**What this task involves**.
Copy each line of the data that has "trimming" in it.

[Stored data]
==========

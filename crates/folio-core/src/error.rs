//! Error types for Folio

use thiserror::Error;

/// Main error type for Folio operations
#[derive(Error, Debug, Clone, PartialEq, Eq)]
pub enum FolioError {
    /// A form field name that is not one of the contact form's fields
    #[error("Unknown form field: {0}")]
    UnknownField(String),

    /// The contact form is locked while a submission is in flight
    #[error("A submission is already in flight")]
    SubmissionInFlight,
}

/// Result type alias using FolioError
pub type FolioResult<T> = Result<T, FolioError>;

==========

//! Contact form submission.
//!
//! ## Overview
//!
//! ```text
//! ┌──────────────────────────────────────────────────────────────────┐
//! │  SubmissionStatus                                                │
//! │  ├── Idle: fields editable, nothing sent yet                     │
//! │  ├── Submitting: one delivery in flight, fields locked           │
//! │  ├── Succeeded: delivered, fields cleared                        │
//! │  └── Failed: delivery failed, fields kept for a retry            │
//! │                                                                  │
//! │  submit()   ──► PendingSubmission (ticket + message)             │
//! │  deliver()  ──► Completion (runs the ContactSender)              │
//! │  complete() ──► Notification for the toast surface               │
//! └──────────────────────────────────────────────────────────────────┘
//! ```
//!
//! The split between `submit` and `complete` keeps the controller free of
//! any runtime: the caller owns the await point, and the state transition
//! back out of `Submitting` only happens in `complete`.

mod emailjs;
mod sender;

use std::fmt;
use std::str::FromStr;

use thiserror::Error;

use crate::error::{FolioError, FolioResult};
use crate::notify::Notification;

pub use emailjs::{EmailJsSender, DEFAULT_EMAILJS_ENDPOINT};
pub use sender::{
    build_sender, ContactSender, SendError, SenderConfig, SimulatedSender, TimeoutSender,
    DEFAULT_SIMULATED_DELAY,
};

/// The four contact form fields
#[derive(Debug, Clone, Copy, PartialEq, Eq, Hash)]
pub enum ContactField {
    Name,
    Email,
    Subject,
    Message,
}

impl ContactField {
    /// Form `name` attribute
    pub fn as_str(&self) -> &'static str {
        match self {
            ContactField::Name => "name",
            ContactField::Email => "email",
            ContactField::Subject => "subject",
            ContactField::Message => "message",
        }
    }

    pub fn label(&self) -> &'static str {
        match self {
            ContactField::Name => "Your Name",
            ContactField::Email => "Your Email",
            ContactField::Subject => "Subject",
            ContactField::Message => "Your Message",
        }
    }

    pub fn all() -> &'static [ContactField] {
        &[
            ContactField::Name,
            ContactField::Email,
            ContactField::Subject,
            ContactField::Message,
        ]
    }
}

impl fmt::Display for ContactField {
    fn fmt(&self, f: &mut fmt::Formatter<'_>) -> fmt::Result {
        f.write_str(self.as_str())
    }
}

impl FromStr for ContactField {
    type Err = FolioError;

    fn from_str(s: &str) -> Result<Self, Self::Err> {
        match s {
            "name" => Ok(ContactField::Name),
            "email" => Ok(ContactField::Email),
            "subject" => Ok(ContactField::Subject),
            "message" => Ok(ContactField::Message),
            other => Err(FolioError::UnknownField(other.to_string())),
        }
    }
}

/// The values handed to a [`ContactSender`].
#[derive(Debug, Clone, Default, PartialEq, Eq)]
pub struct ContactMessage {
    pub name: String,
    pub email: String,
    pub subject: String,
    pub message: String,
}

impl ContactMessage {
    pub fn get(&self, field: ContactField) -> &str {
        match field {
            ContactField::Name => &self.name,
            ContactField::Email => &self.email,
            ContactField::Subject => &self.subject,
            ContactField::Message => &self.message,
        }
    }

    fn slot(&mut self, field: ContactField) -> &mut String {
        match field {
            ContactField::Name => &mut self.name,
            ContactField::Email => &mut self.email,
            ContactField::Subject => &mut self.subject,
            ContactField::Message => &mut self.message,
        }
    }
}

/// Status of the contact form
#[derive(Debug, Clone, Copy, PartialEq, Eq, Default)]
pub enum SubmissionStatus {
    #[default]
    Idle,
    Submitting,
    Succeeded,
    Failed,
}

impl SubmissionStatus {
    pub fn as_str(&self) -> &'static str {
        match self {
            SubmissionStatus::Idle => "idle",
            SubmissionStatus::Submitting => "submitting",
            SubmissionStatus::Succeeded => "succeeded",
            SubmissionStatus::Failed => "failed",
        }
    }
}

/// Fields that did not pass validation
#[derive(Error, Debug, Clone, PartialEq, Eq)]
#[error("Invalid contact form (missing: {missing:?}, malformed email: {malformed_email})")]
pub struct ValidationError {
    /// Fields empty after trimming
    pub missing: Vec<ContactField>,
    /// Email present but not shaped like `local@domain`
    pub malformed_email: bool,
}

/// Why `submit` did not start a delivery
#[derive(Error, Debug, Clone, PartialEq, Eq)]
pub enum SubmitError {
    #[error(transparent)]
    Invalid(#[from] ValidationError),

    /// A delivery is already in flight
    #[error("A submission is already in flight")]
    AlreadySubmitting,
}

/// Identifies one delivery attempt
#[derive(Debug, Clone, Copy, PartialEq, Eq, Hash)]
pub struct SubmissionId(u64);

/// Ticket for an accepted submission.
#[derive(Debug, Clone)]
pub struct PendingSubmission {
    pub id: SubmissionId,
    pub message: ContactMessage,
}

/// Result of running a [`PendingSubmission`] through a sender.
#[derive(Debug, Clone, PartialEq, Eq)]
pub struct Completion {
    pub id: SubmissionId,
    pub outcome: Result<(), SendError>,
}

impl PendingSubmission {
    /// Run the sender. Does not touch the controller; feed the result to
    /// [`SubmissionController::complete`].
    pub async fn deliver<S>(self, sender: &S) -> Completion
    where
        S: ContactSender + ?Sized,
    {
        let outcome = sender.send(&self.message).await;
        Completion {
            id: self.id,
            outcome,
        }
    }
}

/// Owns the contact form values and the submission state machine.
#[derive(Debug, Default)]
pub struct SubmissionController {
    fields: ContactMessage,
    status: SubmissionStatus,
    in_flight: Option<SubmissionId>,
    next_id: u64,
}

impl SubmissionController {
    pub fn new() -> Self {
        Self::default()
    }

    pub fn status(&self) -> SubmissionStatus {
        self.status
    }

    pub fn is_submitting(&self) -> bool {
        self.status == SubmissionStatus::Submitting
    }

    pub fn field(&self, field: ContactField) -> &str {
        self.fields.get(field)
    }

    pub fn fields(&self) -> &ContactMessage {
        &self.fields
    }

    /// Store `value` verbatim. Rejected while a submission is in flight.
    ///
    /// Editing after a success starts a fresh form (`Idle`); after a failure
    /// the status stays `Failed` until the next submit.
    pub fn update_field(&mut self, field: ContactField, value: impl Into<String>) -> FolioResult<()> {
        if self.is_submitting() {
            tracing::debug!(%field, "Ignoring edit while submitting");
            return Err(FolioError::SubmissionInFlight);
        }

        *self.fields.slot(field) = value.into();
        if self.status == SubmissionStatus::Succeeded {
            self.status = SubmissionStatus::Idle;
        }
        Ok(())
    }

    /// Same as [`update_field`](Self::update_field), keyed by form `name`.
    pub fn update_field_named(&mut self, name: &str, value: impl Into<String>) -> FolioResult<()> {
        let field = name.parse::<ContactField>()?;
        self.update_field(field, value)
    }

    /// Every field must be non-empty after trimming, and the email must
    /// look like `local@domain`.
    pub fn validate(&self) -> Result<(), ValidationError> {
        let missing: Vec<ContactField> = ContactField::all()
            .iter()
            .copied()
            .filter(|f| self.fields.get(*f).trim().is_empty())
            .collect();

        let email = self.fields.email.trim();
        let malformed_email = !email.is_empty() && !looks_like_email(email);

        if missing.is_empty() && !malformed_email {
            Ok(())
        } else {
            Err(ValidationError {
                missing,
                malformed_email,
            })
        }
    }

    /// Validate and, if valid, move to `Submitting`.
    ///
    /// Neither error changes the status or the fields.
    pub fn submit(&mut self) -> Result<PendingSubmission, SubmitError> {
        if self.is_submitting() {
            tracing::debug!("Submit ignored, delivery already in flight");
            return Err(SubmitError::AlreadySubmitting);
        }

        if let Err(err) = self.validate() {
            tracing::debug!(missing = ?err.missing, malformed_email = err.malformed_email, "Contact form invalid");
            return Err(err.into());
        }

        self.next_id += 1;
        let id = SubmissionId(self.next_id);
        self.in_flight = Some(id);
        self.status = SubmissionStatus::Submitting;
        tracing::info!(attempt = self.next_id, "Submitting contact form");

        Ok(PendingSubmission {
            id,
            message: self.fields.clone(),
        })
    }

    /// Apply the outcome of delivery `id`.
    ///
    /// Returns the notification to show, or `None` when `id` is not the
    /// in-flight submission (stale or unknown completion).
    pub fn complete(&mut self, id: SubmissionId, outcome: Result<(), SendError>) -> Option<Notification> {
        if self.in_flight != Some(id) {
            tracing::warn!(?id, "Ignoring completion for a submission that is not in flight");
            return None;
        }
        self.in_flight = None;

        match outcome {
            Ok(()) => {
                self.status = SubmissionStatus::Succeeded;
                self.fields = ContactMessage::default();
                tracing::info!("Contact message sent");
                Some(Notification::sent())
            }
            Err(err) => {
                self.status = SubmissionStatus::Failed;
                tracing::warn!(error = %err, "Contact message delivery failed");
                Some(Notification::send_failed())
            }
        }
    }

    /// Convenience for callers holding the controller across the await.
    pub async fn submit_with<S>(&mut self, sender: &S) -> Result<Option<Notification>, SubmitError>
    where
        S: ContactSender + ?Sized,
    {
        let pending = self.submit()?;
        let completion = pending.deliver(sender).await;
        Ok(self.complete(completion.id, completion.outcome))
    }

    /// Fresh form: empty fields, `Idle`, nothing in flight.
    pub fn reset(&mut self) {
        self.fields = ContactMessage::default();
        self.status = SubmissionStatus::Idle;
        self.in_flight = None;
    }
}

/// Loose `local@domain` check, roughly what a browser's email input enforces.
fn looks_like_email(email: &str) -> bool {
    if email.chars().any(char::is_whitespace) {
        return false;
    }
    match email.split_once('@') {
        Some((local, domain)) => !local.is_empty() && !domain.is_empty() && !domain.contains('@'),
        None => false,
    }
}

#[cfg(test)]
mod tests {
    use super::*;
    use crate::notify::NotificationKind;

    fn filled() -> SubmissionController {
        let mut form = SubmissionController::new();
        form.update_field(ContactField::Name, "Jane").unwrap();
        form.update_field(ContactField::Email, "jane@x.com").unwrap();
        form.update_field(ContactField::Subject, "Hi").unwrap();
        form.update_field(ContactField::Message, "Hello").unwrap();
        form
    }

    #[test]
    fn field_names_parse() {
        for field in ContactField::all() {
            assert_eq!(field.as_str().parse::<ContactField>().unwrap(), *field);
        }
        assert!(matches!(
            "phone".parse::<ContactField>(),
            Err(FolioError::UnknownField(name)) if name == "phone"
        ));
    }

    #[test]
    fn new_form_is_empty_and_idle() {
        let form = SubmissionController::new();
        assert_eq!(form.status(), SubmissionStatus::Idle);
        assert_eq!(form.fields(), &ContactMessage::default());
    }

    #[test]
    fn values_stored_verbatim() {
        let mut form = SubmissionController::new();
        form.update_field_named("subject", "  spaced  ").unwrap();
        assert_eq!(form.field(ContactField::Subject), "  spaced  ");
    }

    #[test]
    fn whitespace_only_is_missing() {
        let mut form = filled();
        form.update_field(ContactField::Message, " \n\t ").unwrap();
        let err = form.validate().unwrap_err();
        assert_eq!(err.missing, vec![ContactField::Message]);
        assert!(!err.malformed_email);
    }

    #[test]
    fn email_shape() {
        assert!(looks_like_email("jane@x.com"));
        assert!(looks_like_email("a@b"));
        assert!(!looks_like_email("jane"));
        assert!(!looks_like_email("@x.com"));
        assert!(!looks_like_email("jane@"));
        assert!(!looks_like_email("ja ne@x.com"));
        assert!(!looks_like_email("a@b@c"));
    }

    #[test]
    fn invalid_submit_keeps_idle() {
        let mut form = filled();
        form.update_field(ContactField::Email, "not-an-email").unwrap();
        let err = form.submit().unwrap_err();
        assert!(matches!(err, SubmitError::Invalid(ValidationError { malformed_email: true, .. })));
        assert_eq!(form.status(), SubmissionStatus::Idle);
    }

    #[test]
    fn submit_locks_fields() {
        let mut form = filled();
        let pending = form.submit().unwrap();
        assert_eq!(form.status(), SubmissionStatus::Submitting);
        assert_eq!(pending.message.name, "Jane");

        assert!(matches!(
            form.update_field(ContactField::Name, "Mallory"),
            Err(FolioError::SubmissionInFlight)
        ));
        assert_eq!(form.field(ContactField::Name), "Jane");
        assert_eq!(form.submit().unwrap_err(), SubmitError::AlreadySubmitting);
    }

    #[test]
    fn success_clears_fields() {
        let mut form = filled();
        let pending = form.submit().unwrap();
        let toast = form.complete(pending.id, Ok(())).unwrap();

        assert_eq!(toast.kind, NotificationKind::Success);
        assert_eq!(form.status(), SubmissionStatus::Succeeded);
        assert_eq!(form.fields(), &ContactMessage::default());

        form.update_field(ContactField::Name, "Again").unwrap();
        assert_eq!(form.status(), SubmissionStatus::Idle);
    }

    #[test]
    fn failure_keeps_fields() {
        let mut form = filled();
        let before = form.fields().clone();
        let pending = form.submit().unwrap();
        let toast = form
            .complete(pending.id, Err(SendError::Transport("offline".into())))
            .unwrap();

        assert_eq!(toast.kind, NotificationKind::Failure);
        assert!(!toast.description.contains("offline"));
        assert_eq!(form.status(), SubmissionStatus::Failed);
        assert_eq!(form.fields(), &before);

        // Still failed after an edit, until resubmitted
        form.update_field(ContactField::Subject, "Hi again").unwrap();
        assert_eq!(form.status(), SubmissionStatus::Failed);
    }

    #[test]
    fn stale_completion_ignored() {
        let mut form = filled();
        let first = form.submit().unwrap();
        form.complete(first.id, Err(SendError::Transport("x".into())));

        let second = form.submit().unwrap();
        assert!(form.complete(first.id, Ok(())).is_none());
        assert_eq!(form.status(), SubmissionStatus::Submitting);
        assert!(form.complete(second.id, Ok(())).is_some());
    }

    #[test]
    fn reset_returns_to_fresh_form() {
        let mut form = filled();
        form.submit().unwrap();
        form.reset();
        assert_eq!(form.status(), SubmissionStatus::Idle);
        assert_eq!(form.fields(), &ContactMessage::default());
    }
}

==========

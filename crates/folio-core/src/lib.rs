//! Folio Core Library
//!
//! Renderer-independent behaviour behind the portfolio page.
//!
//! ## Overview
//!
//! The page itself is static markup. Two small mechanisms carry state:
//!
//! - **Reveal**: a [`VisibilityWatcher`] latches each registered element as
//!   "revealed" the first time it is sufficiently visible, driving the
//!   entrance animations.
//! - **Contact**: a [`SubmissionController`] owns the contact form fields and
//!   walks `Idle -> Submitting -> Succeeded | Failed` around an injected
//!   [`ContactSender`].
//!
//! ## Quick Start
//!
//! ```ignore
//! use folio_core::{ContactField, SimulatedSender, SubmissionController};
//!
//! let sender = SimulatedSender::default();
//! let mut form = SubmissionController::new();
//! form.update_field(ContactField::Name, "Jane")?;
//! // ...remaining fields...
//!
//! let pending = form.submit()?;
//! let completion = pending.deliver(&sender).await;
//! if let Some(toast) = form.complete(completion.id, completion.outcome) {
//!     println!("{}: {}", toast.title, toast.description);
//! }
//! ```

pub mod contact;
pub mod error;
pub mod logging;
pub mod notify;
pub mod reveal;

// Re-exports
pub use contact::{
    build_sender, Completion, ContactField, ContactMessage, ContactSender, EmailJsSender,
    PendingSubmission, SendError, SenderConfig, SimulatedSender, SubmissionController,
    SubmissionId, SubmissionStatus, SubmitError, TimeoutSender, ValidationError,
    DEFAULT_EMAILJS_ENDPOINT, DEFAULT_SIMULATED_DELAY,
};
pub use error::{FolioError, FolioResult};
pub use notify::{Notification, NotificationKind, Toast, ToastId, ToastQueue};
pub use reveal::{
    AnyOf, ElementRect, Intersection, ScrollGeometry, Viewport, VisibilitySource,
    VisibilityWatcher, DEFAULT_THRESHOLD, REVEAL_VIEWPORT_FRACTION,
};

==========

**The completed task**.
    /// Fields empty after trimming
    /// Every field must be non-empty after trimming, and the email must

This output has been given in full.